Highlights
- Japan is in talks with India to explore rare-earth deposits in Rajasthan, estimated at 1.29 million tonnes of rare-earth oxides, as Tokyo seeks to diversify its supply away from China after Delhi suspended a 13-year export agreement.
- While the geological potential exists, investors should note that building viable rare-earth supply chains requires overcoming the key bottleneck of industrial-scale separation and refining capabilities, which are still dominated by China.
- The collaboration reflects a broader global scramble for alternative rare earth corridors, but until large-scale separation capacity emerges outside China, new discoveries alone won’t fundamentally rebalance the market.
Japan is reportedly in discussions with India to jointly explore rare-earth deposits in Rajasthan’s desert region as Tokyo intensifies efforts to diversify its supply chains away from China. Indian officials recently identified three hard-rock rare earth prospects in Rajasthan and Gujarat, estimated to contain roughly 1.29 million tonnes of rare earth oxides, according to statements by India’s Mines Minister.

The timing is notable. In 2025, the Indian government instructed state-owned miner IREL (India) Ltd (opens in a new tab). to suspend a 13-year rare-earth export agreement with Japan, signaling New Delhi’s shift toward retaining resources for domestic value chains. Now both nations appear to be reopening dialogue—this time potentially focused on exploration cooperation, technology transfer, and future supply agreements.
For investors following the sector, the development fits a familiar pattern: governments seeking upstream security amid geopolitical tensions that expose the fragility of rare-earth supply chains dominated by China.
The Parts of the Story That Track With Reality
Several elements of the report align with established facts about the rare earth market.
Japan has pursued supply diversification since China’s 2010 restrictions on rare-earth exports following the Senkaku Islands dispute. Tokyo subsequently financed overseas projects and stockpiles through institutions such as JOGMEC, supporting ventures from Australia to Southeast Asia.
India also possesses meaningful rare-earth resources, though most are associated with monazite-rich coastal mineral sands rather than large hard-rock mines. State entities like IREL historically controlledproduction, and the government has recently emphasized expanding domestic separation and refining capacity.
Strategic collaboration between India and Japan is therefore plausible. Both nations want to reduce reliance on Chinese refining, magnet manufacturing, and defense-critical materials used in electric vehicles, wind turbines, robotics, and advanced electronics.
The Geological Reality Check Investors Should Remember
However, investors should approach headline resource numbers cautiously.
A figure such as 1.29 million tonnes of rare earth oxides may sound impressive, but resource estimates rarely translate directly into production. There are earth industries that repeatedly illustrate a simple but brutal truth: discovering ore is the easy part—building a separation industry is not.

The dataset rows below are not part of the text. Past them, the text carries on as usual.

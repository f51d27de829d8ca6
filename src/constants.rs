//! Crate-wide defaults and validation bounds.

// === Engine defaults ===

/// Default timeout range when none is configured: 10 seconds, no jitter.
pub const DEFAULT_TIMEOUT_NOMINAL_MS: i64 = 10_000;
pub const DEFAULT_TIMEOUT_TOLERANCE_MS: i64 = 0;

/// Default tripped-duration range: 250 ms, no jitter.
pub const DEFAULT_DURATION_NOMINAL_MS: i64 = 250;
pub const DEFAULT_DURATION_TOLERANCE_MS: i64 = 0;

/// Trip limit of zero means unlimited trips.
pub const TRIP_LIMIT_UNLIMITED: u32 = 0;

// === Drift self-check ===

/// How often an armed calendar trigger re-validates its remaining time.
pub const DEFAULT_DRIFT_CHECK_PERIOD_MS: u64 = 60_000;

/// Largest remaining-time discrepancy tolerated before correcting. Catches
/// clock jumps (DST shifts, suspend/resume) without reacting to timer slop.
pub const DRIFT_TOLERANCE_MS: u64 = 500;

// === Day-of-week numbering (Sunday = 0 .. Saturday = 6) ===

pub const MIN_DAY_NUMBER: u8 = 0;
pub const MAX_DAY_NUMBER: u8 = 6;
pub const DAYS_PER_WEEK: u8 = 7;

// === Clock-time validation bounds ===
// One wider than the semantic range on each side so the sentinel -1 defaults
// of an astronomical time block pass construction.

pub const MINIMUM_HOUR: i32 = -1;
pub const MAXIMUM_HOUR: i32 = 24;
pub const MINIMUM_MINUTE: i32 = -1;
pub const MAXIMUM_MINUTE: i32 = 60;

/// Sentinel hour/minute for "no nominal time derived yet".
pub const SENTINEL_CLOCK_FIELD: i32 = -1;

// === Location bounds ===

pub const MINIMUM_LATITUDE: f64 = -90.0;
pub const MAXIMUM_LATITUDE: f64 = 90.0;
pub const MINIMUM_LONGITUDE: f64 = -180.0;
pub const MAXIMUM_LONGITUDE: f64 = 180.0;

// === Identity ===

/// Characters of the signature hash used for a defaulted display name.
pub const NAME_PREFIX_LENGTH: usize = 8;

/// Identifier sent with astronomical one-day requests (8 characters max).
pub const ASTRO_REQUEST_ID: &str = "tt_trigr";

// === Daemon configuration ===

/// Directory under the user config root holding `config.toml`.
pub const CONFIG_DIR_NAME: &str = "timetriggers";
pub const CONFIG_FILE_NAME: &str = "config.toml";

pub const EXIT_FAILURE: i32 = 1;
/// Everything the worker needs, assembled by the handle constructor.
pub(crate) struct EngineSeed {
    pub uuid: Uuid,
    pub name: String,
    pub timeout_range: TimeRange,
    pub duration_range: TimeRange,
    pub trip_limit: u32,
    pub debug_logging: bool,
    pub scheduler: Box<dyn Scheduler>,
    pub provider: Option<Arc<dyn AstronomicalProvider>>,
    pub time_source: Arc<dyn TimeSource>,
    pub snapshot: Arc<Mutex<Snapshot>>,
    pub commands: Receiver<TriggerCommand>,
    pub loopback: Sender<TriggerCommand>,
    pub initial_sink: Sender<TriggerEvent>,
}

/// Worker entry point. Returns once a Terminate command arrives.
pub(crate) fn run(seed: EngineSeed) {
    Engine::new(seed).run();
}

struct Engine {
    uuid: Uuid,
    name: String,
    trip_limit: u32,
    debug_logging: bool,
    timeout_range: TimeRange,
    duration_range: TimeRange,
    timeout_ms: u64,
    duration_ms: u64,
    trip_count: u32,
    state: TriggerState,
    scheduler: Box<dyn Scheduler>,
    provider: Option<Arc<dyn AstronomicalProvider>>,
    time_source: Arc<dyn TimeSource>,
    snapshot: Arc<Mutex<Snapshot>>,
    commands: Receiver<TriggerCommand>,
    loopback: Sender<TriggerCommand>,
    sinks: EventSinks,
    pending: VecDeque<TriggerAction>,
    countdown: Option<Countdown>,
    drift: Option<DriftMonitor>,
    astro_generation: u64,
}

impl Engine {
    fn new(seed: EngineSeed) -> Self {
        let mut sinks = EventSinks::new();
        sinks.add(seed.initial_sink);
        Self {
            uuid: seed.uuid,
            name: seed.name,
            trip_limit: seed.trip_limit,
            debug_logging: seed.debug_logging,
            timeout_range: seed.timeout_range,
            duration_range: seed.duration_range,
            timeout_ms: 0,
            duration_ms: 0,
            trip_count: 0,
            state: TriggerState::Inactive,
            scheduler: seed.scheduler,
            provider: seed.provider,
            time_source: seed.time_source,
            snapshot: seed.snapshot,
            commands: seed.commands,
            loopback: seed.loopback,
            sinks,
            pending: VecDeque::new(),
            countdown: None,
            drift: None,
            astro_generation: 0,
        }
    }

    fn run(mut self) {
        // Settle into Inactive first: realizes the initial timer values and
        // announces the resting state before any command is looked at.
        self.transition_to(TriggerState::Inactive);
        self.update_snapshot();

        loop {
            while let Some(action) = self.pending.pop_front() {
                self.evaluate(action);
            }

            let command = match self.next_deadline() {
                Some(deadline) => {
                    let now = Instant::now();
                    if deadline <= now {
                        self.handle_deadlines();
                        continue;
                    }
                    match self.commands.recv_timeout(deadline - now) {
                        Ok(command) => command,
                        Err(RecvTimeoutError::Timeout) => {
                            self.handle_deadlines();
                            continue;
                        }
                        Err(RecvTimeoutError::Disconnected) => break,
                    }
                }
                None => match self.commands.recv() {
                    Ok(command) => command,
                    Err(_) => break,
                },
            };
            if !self.handle_command(command) {
                break;
            }
        }
        if self.debug_logging {
            log_debug!("Trigger '{}' worker exiting", self.name);
        }
    }

    /// Returns false once the worker should exit.
    fn handle_command(&mut self, command: TriggerCommand) -> bool {
        match command {
            TriggerCommand::Start => {
                if self.debug_logging {
                    log_debug!("Trigger '{}' start requested", self.name);
                }
                // Starting anywhere but Inactive winds the machine down
                // first, so Start always arms from a clean slate.
                if self.state != TriggerState::Inactive {
                    self.evaluate(TriggerAction::Abort);
                }
                self.evaluate(TriggerAction::Next);
            }
            TriggerCommand::Stop => {
                if self.debug_logging {
                    log_debug!("Trigger '{}' stop requested", self.name);
                }
                self.evaluate(TriggerAction::Abort);
            }
            TriggerCommand::Subscribe(sink) => self.sinks.add(sink),
            TriggerCommand::AstroComplete {
                generation,
                response,
            } => self.absorb_astro(generation, response),
            TriggerCommand::Terminate => return false,
        }
        true
    }

    fn evaluate(&mut self, action: TriggerAction) {
        let target = self.state.on_action(action, self.trip_limit_expired());
        self.transition_to(target);
        self.update_snapshot();
    }

    fn transition_to(&mut self, next: TriggerState) {
        // The exit whitelist is the machine's safety net. The policy table
        // only produces legal targets, so a rejection here is a bug report,
        // not a crash.
        if !self.state.may_exit_to(next) {
            log_error!(
                "Trigger '{}' rejected transition {} -> {}",
                self.name,
                self.state,
                next
            );
            return;
        }
        let now = self.time_source.now();

        // Exit work runs before the change of state commits.
        if self.state == TriggerState::Tripped && next == TriggerState::Armed {
            // Re-arming must produce a countdown without waiting. A
            // scheduler that cannot winds the trigger down instead.
            match self.scheduler.rearm(now) {
                ScheduleVerdict::Ready(range) => {
                    self.timeout_range = range;
                    self.timeout_ms = range.realize();
                }
                ScheduleVerdict::Fetch(_) | ScheduleVerdict::Unschedulable => {
                    log_warning!("Trigger '{}' could not re-arm, winding down", self.name);
                    self.pending.push_back(TriggerAction::Abort);
                    return;
                }
            }
        }
        if next == TriggerState::Inactive {
            self.stop_timers();
            self.timeout_ms = self.timeout_range.realize();
            self.duration_ms = self.duration_range.realize();
        }

        let previous = self.state;
        self.state = next;
        if self.debug_logging {
            log_debug!("Trigger '{}' {} -> {}", self.name, previous, next);
        }
        if previous != next {
            self.sinks.publish(TriggerEvent::StateChanged {
                uuid: self.uuid,
                old_state: previous,
                new_state: next,
            });
        }
        self.notify_current_state();

        // Entry work runs after subscribers have seen the commit.
        match next {
            TriggerState::Inactive => {
                self.trip_count = 0;
                self.scheduler.reset();
            }
            TriggerState::Arming => {
                let verdict = self.scheduler.begin_arming(now);
                self.apply_arming_verdict(verdict);
            }
            TriggerState::Armed => {
                self.start_countdown(self.timeout_ms);
                self.drift = self.scheduler.drift_check_period_ms().map(|period_ms| {
                    DriftMonitor::start(period_ms, DRIFT_TOLERANCE_MS, self.timeout_ms)
                });
                if let Some(request) = self.scheduler.take_refresh(now) {
                    self.dispatch_fetch(request);
                }
            }
            TriggerState::Tripped => {
                self.scheduler.note_tripped(now);
                self.drift = None;
                self.trip_count += 1;
                self.start_countdown(self.duration_ms);
            }
        }
    }

    /// Applies a scheduling verdict produced while the trigger is Arming.
    fn apply_arming_verdict(&mut self, verdict: ScheduleVerdict) {
        match verdict {
            ScheduleVerdict::Ready(range) => {
                self.timeout_range = range;
                self.timeout_ms = range.realize();
                if self.debug_logging {
                    log_debug!(
                        "Trigger '{}' armed countdown set to {}ms",
                        self.name,
                        self.timeout_ms
                    );
                }
                self.pending.push_back(TriggerAction::Next);
            }
            ScheduleVerdict::Fetch(request) => self.dispatch_fetch(request),
            ScheduleVerdict::Unschedulable => {
                log_warning!(
                    "Trigger '{}' has no viable schedule, winding down",
                    self.name
                );
                self.pending.push_back(TriggerAction::Abort);
            }
        }
    }

    fn absorb_astro(&mut self, generation: u64, response: Result<AstronomicalDay>) {
        // The scheduler always sees the response so late data still lands
        // in its cache. The verdict only drives a transition when it
        // answers the current fetch and the trigger is still waiting on it.
        let verdict = self.scheduler.absorb(self.time_source.now(), response);
        if generation != self.astro_generation || self.state != TriggerState::Arming {
            if self.debug_logging {
                log_debug!(
                    "Trigger '{}' absorbed an out-of-band astronomical response",
                    self.name
                );
            }
            return;
        }
        self.apply_arming_verdict(verdict);
    }

    fn dispatch_fetch(&mut self, request: AstroRequest) {
        self.astro_generation += 1;
        let generation = self.astro_generation;

        let Some(provider) = self.provider.as_ref().map(Arc::clone) else {
            log_error!(
                "Trigger '{}' needs astronomical data but has no provider",
                self.name
            );
            self.fetch_failed(generation, anyhow!("no astronomical provider configured"));
            return;
        };
        if self.debug_logging {
            log_debug!(
                "Trigger '{}' requesting astronomical data for {}",
                self.name,
                request.date
            );
        }
        let loopback = self.loopback.clone();
        let spawned = std::thread::Builder::new()
            .name(format!("astro-{}", self.name))
            .spawn(move || {
                let response = provider.one_day(&request);
                let _ = loopback.send(TriggerCommand::AstroComplete {
                    generation,
                    response,
                });
            });
        if let Err(error) = spawned {
            log_error!(
                "Trigger '{}' failed to launch astronomical fetch: {}",
                self.name,
                error
            );
            self.fetch_failed(generation, anyhow!("fetch thread failed to launch"));
        }
    }

    /// Feeds a synthetic failure back through the normal absorption path.
    fn fetch_failed(&mut self, generation: u64, error: anyhow::Error) {
        self.absorb_astro(generation, Err(error));
    }

    fn handle_deadlines(&mut self) {
        let now = Instant::now();

        let countdown_due = self
            .countdown
            .as_ref()
            .is_some_and(|countdown| countdown.deadline() <= now);
        if countdown_due {
            self.countdown = None;
            if self.debug_logging {
                log_debug!(
                    "Trigger '{}' countdown expired while {}",
                    self.name,
                    self.state
                );
            }
            self.evaluate(TriggerAction::Next);
            return;
        }

        let drift_due = self
            .drift
            .as_ref()
            .is_some_and(|monitor| monitor.next_check() <= now);
        if !drift_due {
            return;
        }
        let verdict = match (self.countdown.as_ref(), self.drift.as_mut()) {
            (Some(countdown), Some(monitor)) => {
                monitor.check(countdown.remaining_ms(self.time_source.now()))
            }
            _ => {
                self.drift = None;
                return;
            }
        };
        match verdict {
            DriftVerdict::OnSchedule => {}
            DriftVerdict::Overdue => {
                log_warning!(
                    "Trigger '{}' countdown is overdue, forcing the trip",
                    self.name
                );
                self.countdown = None;
                self.drift = None;
                self.evaluate(TriggerAction::Next);
            }
            DriftVerdict::Restart { expected_ms } => {
                log_warning!(
                    "Trigger '{}' drifted off schedule, restarting countdown at {}ms",
                    self.name,
                    expected_ms
                );
                self.start_countdown(expected_ms);
                self.notify_current_state();
                self.update_snapshot();
            }
        }
    }

    fn notify_current_state(&mut self) {
        self.sinks.publish(TriggerEvent::StateNotify {
            uuid: self.uuid,
            current_state: self.state,
        });
    }

    fn start_countdown(&mut self, duration_ms: u64) {
        self.countdown = Some(Countdown::start(self.time_source.now(), duration_ms));
    }

    fn stop_timers(&mut self) {
        self.countdown = None;
        self.drift = None;
    }

    fn trip_limit_expired(&self) -> bool {
        self.trip_limit != TRIP_LIMIT_UNLIMITED && self.trip_count >= self.trip_limit
    }

    fn next_deadline(&self) -> Option<Instant> {
        let countdown = self.countdown.as_ref().map(Countdown::deadline);
        let drift = self.drift.as_ref().map(DriftMonitor::next_check);
        match (countdown, drift) {
            (Some(a), Some(b)) => Some(a.min(b)),
            (Some(a), None) => Some(a),
            (None, Some(b)) => Some(b),
            (None, None) => None,
        }
    }

    fn update_snapshot(&self) {
        let mut snapshot = self
            .snapshot
            .lock()
            .unwrap_or_else(PoisonError::into_inner);
        snapshot.state = self.state;
        snapshot.timeout_ms = self.timeout_ms;
        snapshot.duration_ms = self.duration_ms;
        snapshot.trip_count = self.trip_count;
        snapshot.countdown_target = self.countdown.as_ref().map(Countdown::wall_target);
    }
}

Creating a viable rare earth supply chain requires three demanding steps:
- economically viable mining
- complex mineral processing
- industrial-scale separation of individual rare earth elements
That final step remains the sector’s choke point. China still dominates midstream separation and downstream magnet manufacturing, giving Beijing enduring leverage over the global market.
Even if Japanese technology assists in mining or extraction, the larger question remains where separation and refining would occur—and whether those facilities can compete economically.
Signals, Speculation, and Diplomatic Stagecraft
Parts of the story remain uncertain.
The report relies on unnamed sources, offers no timeline for exploration, and identifies no confirmed Japanese companies or financing mechanisms. The proposed visit by Japanese experts suggests a preliminary geological evaluation rather than a finalized mining venture.
References to Chinese restrictions on dual-use exports to Japanese entities reflect broader geopolitical tensions but do not appear directly tied to the Rajasthan project.
In practical terms, this story describes early-stage diplomatic and technical engagement, not an imminent rare earth mine.
The Bigger Picture: A Global Scramble for Supply
Despite the uncertainty, the signal matters.
Industrial economies, including Japan, the United States, India, and Europe, are actively seeking alternative rare-earth supply corridors amid intensifying geopolitical competition. But the lesson investors should remember remains unchanged: rare earth supply chains are built in refineries, not headlines.
Until large-scale separation capacity emerges outside China, new discoveries—whether in Rajasthan, Africa, or the Americas—will not fundamentally rebalance the market.
In rare earths, geology may open the door. But chemistry—and industrial policy—decide who walks through it.